What's Next for News?
Will Mumford of The Newspaper Works in Australia interviewed company president Joe Zeff in advance of Joe's presentation at the Future Forum Aug. 20-21 in Sydney. Highlights:
What makes a good news app, both in terms of engaging consumers and allowing a platform for advertisers?
We consume news much like we consume food. We sit down to meals, and we snack between meals to satisfy cravings or pass the time. Yahoo News Digest is my favorite snack at the moment — flavorful, bite-sized portions of timely content. CNN delivers more nourishing meals, but primarily meals on the go. The New York Times delivers meals on the go, too, plus culinary experiences that go a bit further. These special dishes offer heightened engagement, not only for delivering content but advertising as well. I see tremendous opportunity for publishers to deliver more white tablecloth experiences — ambitious storytelling apps that hold onto consumers’ attention for extended periods, unlike apps built around short bursts of content.
How do you balance the artistic and creative side with the usability and functionality element when creating apps? Can it become easy to focus too hard on one or the other?
A beautiful app is one in which the designer is barely seen. The story should always be the star. Going forward, the designer will become even more invisible, ceding control to the consumer. Personalization is the next frontier. The consumer will decide how they want their content to be presented. It may be organized by time, proximity or interest. It may be delivered through text, photographs or infographics. It may be piped through glasses, watches, phones or tablets. The role of the designer will shift from making beautiful content to making beautiful user experiences. Design and UX must become one.
When it comes to legacy media brands like the big newsprint publications, how do you think they should approach attempts to transition from print behemoths into successful and diverse digital news brands?
It’s all about brand extension, and leveraging the ubiquity of digital devices to become an ever-present part of everyday lives. There is the opportunity to accompany consumers as they work, play, travel, shop, dine and entertain, and connect their personal interests and imperatives to the world around them. Digital brands know no boundaries. They can live in retail environments, inside transportation hubs, on restaurant menus and even bathroom mirrors. They can thrive through partnerships with other brands that touch consumers' lives. It’s a delicate balance, to be certain. Publishers must be careful not to squander or abuse the trust and authority they have cultivated with their audiences. Meanwhile, they can fortify those relationships by showing up in the right place at the right time with the right content throughout the consumer’s busy day.
Do you believe that quality news media apps can pay for the journalism they publish, or do you think their best role is as an extension of either web-based or print-based news brands? What kind of models are out there for this?
I believe that news thrives on cross-promoted platforms that work as complements. Mobile and wearable content stir awareness, driving traffic to the web for deeper context. Print delivers a more curated experience with more prominent graphic design elements. The ultimate storytelling takes place on the tablet, with experiential content optimized for large screens and lean-back experiences. All cross-promote one another, working as an orchestrated team. In nearly all cases, monetization comes from advertisers and partners, not from consumers.

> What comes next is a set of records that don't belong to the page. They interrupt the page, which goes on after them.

/*!
The graph interface shared by `DKTree` and a plain adjacency-list graph.

`AdjacencyLists` makes no attempt at compression. It is the yardstick the
DKTree's memory use is compared against, and an oracle for its answers.
*/

use crate::error::DKTreeError as Error;

type Result<T> = std::result::Result<T, Error>;

/// A directed graph over indices allocated by the graph itself.
pub trait Graph {
  /// Allocates an index, reusing the lowest freed one when there is one.
  fn insert_entry(&mut self) -> Result<usize>;
  /// Removes every edge into or out of `index`, then frees it.
  fn delete_entry(&mut self, index: usize) -> Result<()>;
  /// Adds the edge `row -> col`.
  fn add_edge(&mut self, row: usize, col: usize) -> Result<()>;
  /// Removes the edge `row -> col`, if present.
  fn remove_edge(&mut self, row: usize, col: usize) -> Result<()>;
  /// Returns true if the edge `row -> col` is present.
  fn report_edge(&self, row: usize, col: usize) -> Result<bool>;
  /// Returns every edge from a row in `rows` to a column in `cols`, in no
  /// particular order.
  fn report_all_edges(&self, rows: &[usize], cols: &[usize]) -> Result<Vec<(usize, usize)>>;
}

/// A graph stored as one sorted neighbour list per index.
///
/// ```
/// fn main() -> Result<(), dk2_tree::error::DKTreeError> {
///   use dk2_tree::{AdjacencyLists, Graph};
///   let mut graph = AdjacencyLists::new();
///   let a = graph.insert_entry()?;
///   let b = graph.insert_entry()?;
///   graph.add_edge(b, a)?;
///   assert_eq!(&[a], graph.neighbours(b)?);
///   Ok(())
/// }
/// ```
#[derive(Debug, Clone, Default, PartialEq, Eq)]
pub struct AdjacencyLists {
  lists: Vec<Vec<usize>>,
  free_columns: Vec<usize>,
}

impl AdjacencyLists {
  /// Returns a graph with no entries.
  pub fn new() -> Self {
    AdjacencyLists::default()
  }
  /// Number of live entries.
  pub fn len(&self) -> usize {
    self.lists.len() - self.free_columns.len()
  }
  /// Returns true if there are no edges at all.
  pub fn is_empty(&self) -> bool {
    self.lists.iter().all(|list| list.is_empty())
  }
  /// The targets of every edge out of `index`, ascending.
  pub fn neighbours(&self, index: usize) -> Result<&[usize]> {
    self.validate(index, "neighbours")?;
    Ok(&self.lists[index])
  }
  /// Approximate footprint in bytes.
  pub fn memory_usage(&self) -> usize {
    let word = std::mem::size_of::<usize>();
    std::mem::size_of::<Self>()
    + self.lists.capacity() * std::mem::size_of::<Vec<usize>>()
    + self.free_columns.capacity() * word
    + self.lists.iter().map(|list| list.capacity() * word).sum::<usize>()
  }
  fn validate(&self, index: usize, operation: &'static str) -> Result<()> {
    if index >= self.lists.len() || self.free_columns.binary_search(&index).is_ok() {
      return Err(Error::InvalidIndex { index, operation })
    }
    Ok(())
  }
}

impl Graph for AdjacencyLists {
  fn insert_entry(&mut self) -> Result<usize> {
    if self.free_columns.is_empty() {
      self.lists.push(Vec::new());
      Ok(self.lists.len() - 1)
    }
    else {
      Ok(self.free_columns.remove(0))
    }
  }
  fn delete_entry(&mut self, index: usize) -> Result<()> {
    self.validate(index, "delete_entry")?;
    self.lists[index].clear();
    for list in self.lists.iter_mut() {
      if let Ok(at) = list.binary_search(&index) { list.remove(at); }
    }
    if index + 1 == self.lists.len() {
      self.lists.pop();
      /* Freed indices at the top go with it */
      while let Some(&last) = self.free_columns.last() {
        if last + 1 != self.lists.len() { break }
        self.free_columns.pop();
        self.lists.pop();
      }
    }
    else if let Err(at) = self.free_columns.binary_search(&index) {
      self.free_columns.insert(at, index);
    }
    Ok(())
  }
  fn add_edge(&mut self, row: usize, col: usize) -> Result<()> {
    self.validate(row, "add_edge")?;
    self.validate(col, "add_edge")?;
    let list = &mut self.lists[row];
    if let Err(at) = list.binary_search(&col) { list.insert(at, col); }
    Ok(())
  }
  fn remove_edge(&mut self, row: usize, col: usize) -> Result<()> {
    self.validate(row, "remove_edge")?;
    self.validate(col, "remove_edge")?;
    let list = &mut self.lists[row];
    if let Ok(at) = list.binary_search(&col) { list.remove(at); }
    Ok(())
  }
  fn report_edge(&self, row: usize, col: usize) -> Result<bool> {
    self.validate(row, "report_edge")?;
    self.validate(col, "report_edge")?;
    Ok(self.lists[row].binary_search(&col).is_ok())
  }
  fn report_all_edges(&self, rows: &[usize], cols: &[usize]) -> Result<Vec<(usize, usize)>> {
    const OPERATION: &str = "report_all_edges";
    if rows.is_empty() || cols.is_empty() {
      return Err(Error::EmptyQuery { operation: OPERATION })
    }
    let mut rows = rows.to_vec();
    rows.sort_unstable();
    rows.dedup();
    let mut cols = cols.to_vec();
    cols.sort_unstable();
    cols.dedup();
    for &index in rows.iter().chain(cols.iter()) {
      self.validate(index, OPERATION)?;
    }
    let mut found = Vec::new();
    for &row in rows.iter() {
      for &col in self.lists[row].iter() {
        if cols.binary_search(&col).is_ok() { found.push((row, col)); }
      }
    }
    Ok(found)
  }
}

#[cfg(test)]
mod api {
  use super::*;
  #[test]
  fn entries() -> Result<()> {
    let mut graph = AdjacencyLists::new();
    for i in 0..5 { assert_eq!(i, graph.insert_entry()?); }
    graph.delete_entry(1)?;
    graph.delete_entry(3)?;
    assert_eq!(3, graph.len());
    assert_eq!(1, graph.insert_entry()?);
    graph.delete_entry(4)?;
    assert_eq!(3, graph.insert_entry()?);
    assert_eq!(4, graph.insert_entry()?);
    Ok(())
  }
  #[test]
  fn edges() -> Result<()> {
    let mut graph = AdjacencyLists::new();
    for _ in 0..4 { graph.insert_entry()?; }
    graph.add_edge(0, 3)?;
    graph.add_edge(0, 1)?;
    graph.add_edge(0, 1)?;
    graph.add_edge(2, 0)?;
    assert_eq!(&[1, 3], graph.neighbours(0)?);
    assert!(graph.report_edge(2, 0)?);
    assert!(!graph.report_edge(0, 2)?);
    assert_eq!(vec![(0, 1), (2, 0)], graph.report_all_edges(&[2, 0], &[1, 0])?);
    graph.delete_entry(0)?;
    assert!(graph.is_empty());
    assert_eq!(Err(Error::InvalidIndex { index: 0, operation: "report_edge" }), graph.report_edge(0, 1));
    Ok(())
  }
  #[test]
  fn errors() -> Result<()> {
    let mut graph = AdjacencyLists::new();
    assert_eq!(Err(Error::InvalidIndex { index: 0, operation: "delete_entry" }), graph.delete_entry(0));
    graph.insert_entry()?;
    assert_eq!(Err(Error::EmptyQuery { operation: "report_all_edges" }), graph.report_all_edges(&[0], &[]));
    assert_eq!(Err(Error::InvalidIndex { index: 2, operation: "add_edge" }), graph.add_edge(2, 0));
    Ok(())
  }
}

Tablet and smart phone app development is obviously the digital space that many big brands are trying to perfect right now. In what ways can you see these platforms being used more effectively to publish news? Do you think these platforms will be overtaken by new publishing and news consumption technologies in the near future? When might that be?
It was once the case that news organizations published content that contained product advertising. Today, news organizations publish content that contains sponsored articles from advertisers, in many cases developed by journalists. Next, consumer brands will enter the news business, leveraging the trust relationships that they have cultivated with their audiences, and deliver content directly to consumers without bothering to go through publishers. Why pay a news organization to host content when they can do it themselves, delivering it through the same mobile devices and platforms? In some cases that content will be original; in others it will be collected from other news sources.
Publishers need to rethink their digital business models accordingly, tearing the covers off their newspapers and magazines to make content modular. Modular content that fits into a consumer-designed experience. Modular content that fits into a brand-cultivated experience. It’s no longer the publishers who determine what’s on the front page, it’s the consumer. It makes sense for publishers to create opportunities for consumers and brands to organize and distribute their content in new ways through new platforms. They can wait for others to build these platforms, or they can drive innovation from within that reshapes expectations about how news is delivered and consumed. Again, partnerships are key. Publishers need to align with consumer brands that touch peoples’ lives, and find acceptable ways to address audiences together.